From the Roof Tops: John Sloan and the Art of a New
Urban Space. Exhibitions in Pennsylvania and New York
Waldemar Deluga

From the Roof Tops - this is the name of an exhibition at the Palmer Museum of Art in State
College, Pennsylvania in 2019. It presents the works of John Sloan (1871-1951), an American
artist, a representative of the Art of a New Urban Space. He was born in 1871 in Lock Haven,
Pennsylvania, so a monographic exhibition was organized at a scientific centre, important for
this state. The exhibition was moved to New York and presented in June this year in Glens Falls
at The Hyde Collection museum. The second place of the exhibition symbolised the golden
age of the private collection in USA (ca. 1890 to 1940). A big part of the presented paintings,
prints, and drawing came from American private collections.
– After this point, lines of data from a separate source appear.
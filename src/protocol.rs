//! Gesture server wire format.
//!
//! Each event is one 29-byte record, all fields big-endian:
//!
//! | offset | size | field                                   |
//! |--------|------|-----------------------------------------|
//! | 0      | 4    | point count, always -1 (length follows) |
//! | 4      | 4    | per-point length, always 21             |
//! | 8      | 4    | output ID                               |
//! | 12     | 4    | x, f32, normalized                      |
//! | 16     | 4    | y, f32, normalized                      |
//! | 20     | 1    | state: 0 birth, 1 death, 2 move         |
//! | 21     | 8    | ms since relay start, u64               |

use crate::multitouch::{EventKind, TouchEvent};

/// Port the gesture server listens on for this device.
pub const DEFAULT_PORT: u16 = 5947;

/// Device type byte sent once after connecting.
pub const HANDSHAKE: u8 = 1;

/// Negative point count: per-point length follows.
pub const POINT_COUNT: i32 = -1;

/// Bytes per point payload.
pub const POINT_LEN: usize = 21;

/// Bytes per record, including the two header ints.
pub const RECORD_LEN: usize = 8 + POINT_LEN;

pub type Record = [u8; RECORD_LEN];

/// Encode one event. NaN and out-of-range coordinates pass through untouched.
pub fn encode(event: &TouchEvent) -> Record {
    let mut out = [0u8; RECORD_LEN];
    out[0..4].copy_from_slice(&POINT_COUNT.to_be_bytes());
    out[4..8].copy_from_slice(&(POINT_LEN as i32).to_be_bytes());
    out[8..12].copy_from_slice(&i32::from(event.id).to_be_bytes());
    out[12..16].copy_from_slice(&event.x.to_be_bytes());
    out[16..20].copy_from_slice(&event.y.to_be_bytes());
    out[20] = event.kind.code();
    out[21..29].copy_from_slice(&event.time_ms.to_be_bytes());
    out
}

/// Fields of a decoded record.
#[cfg(test)]
#[derive(Clone, Copy, Debug, PartialEq)]
pub struct WirePoint {
    pub id: i32,
    pub x: f32,
    pub y: f32,
    pub kind: EventKind,
    pub time_ms: u64,
}

#[cfg(test)]
#[derive(Debug, PartialEq, Eq, thiserror::Error)]
pub enum DecodeError {
    #[error("record too short: {0} bytes")]
    Short(usize),
    #[error("unexpected header: count {count}, length {len}")]
    Header { count: i32, len: i32 },
    #[error("unknown state code {0}")]
    State(u8),
}

/// Decode one record, as a gesture server would.
#[cfg(test)]
pub fn decode(bytes: &[u8]) -> Result<WirePoint, DecodeError> {
    if bytes.len() < RECORD_LEN {
        return Err(DecodeError::Short(bytes.len()));
    }
    let word = |at: usize| [bytes[at], bytes[at + 1], bytes[at + 2], bytes[at + 3]];
    let be_i32 = |at: usize| i32::from_be_bytes(word(at));
    let be_f32 = |at: usize| f32::from_be_bytes(word(at));

    let count = be_i32(0);
    let len = be_i32(4);
    if count != POINT_COUNT || len != POINT_LEN as i32 {
        return Err(DecodeError::Header { count, len });
    }
    let kind = EventKind::try_from(bytes[20]).map_err(DecodeError::State)?;
    let mut time = [0u8; 8];
    time.copy_from_slice(&bytes[21..29]);

    Ok(WirePoint {
        id: be_i32(8),
        x: be_f32(12),
        y: be_f32(16),
        kind,
        time_ms: u64::from_be_bytes(time),
    })
}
Accompanying catalogue by
Adam M. Thomas introduces the reader to the subject matter presented at the exhibition in
Pennsylvania and New York.[1]
Sloan represents the Ashcan School, an artistic movement developing in the United States
at the beginning of the twentieth century. His works have been present during different exhi-
bitions, organised last century, but it was the first time, when the specific life of New Yorkers
on the roofs became the main motif of the exhibition.
Sloan addresses issues related to the lives of mass immigrants coming from Europe in
large numbers. Ideally involved in the activities of the Socialist Party, it shows the poverty
of New York. This subject did not match the New York salons, hence their absence from
exhibitions for many decades.[2] There are also fewer shows in the form of oil paintings, and
more drawings. And they are the most important part of the exhibition. “The city above the
city” becomes a place of entertainment for the inhabitants of New York, the world of lovers’
meetings and a place for recreation and rest. In oil paintings, Sloan shows beauty, like his
contemporaries, William Glackens and Charles Hoffbauer, whose colourful works are shown

Academia Letters, June 2021 ©2021 by the author — Open Access — Distributed under CC BY 4.0

Corresponding Author: Waldemar Deluga, wdeluga@wp.pl


Citation: Deluga, W. (2021). From the Roof Tops: John Sloan and the Art of a New Urban Space. Exhibitions
in Pennsylvania and New York. Academia Letters, Article 1174. https://doi.org/10.20935/AL1174.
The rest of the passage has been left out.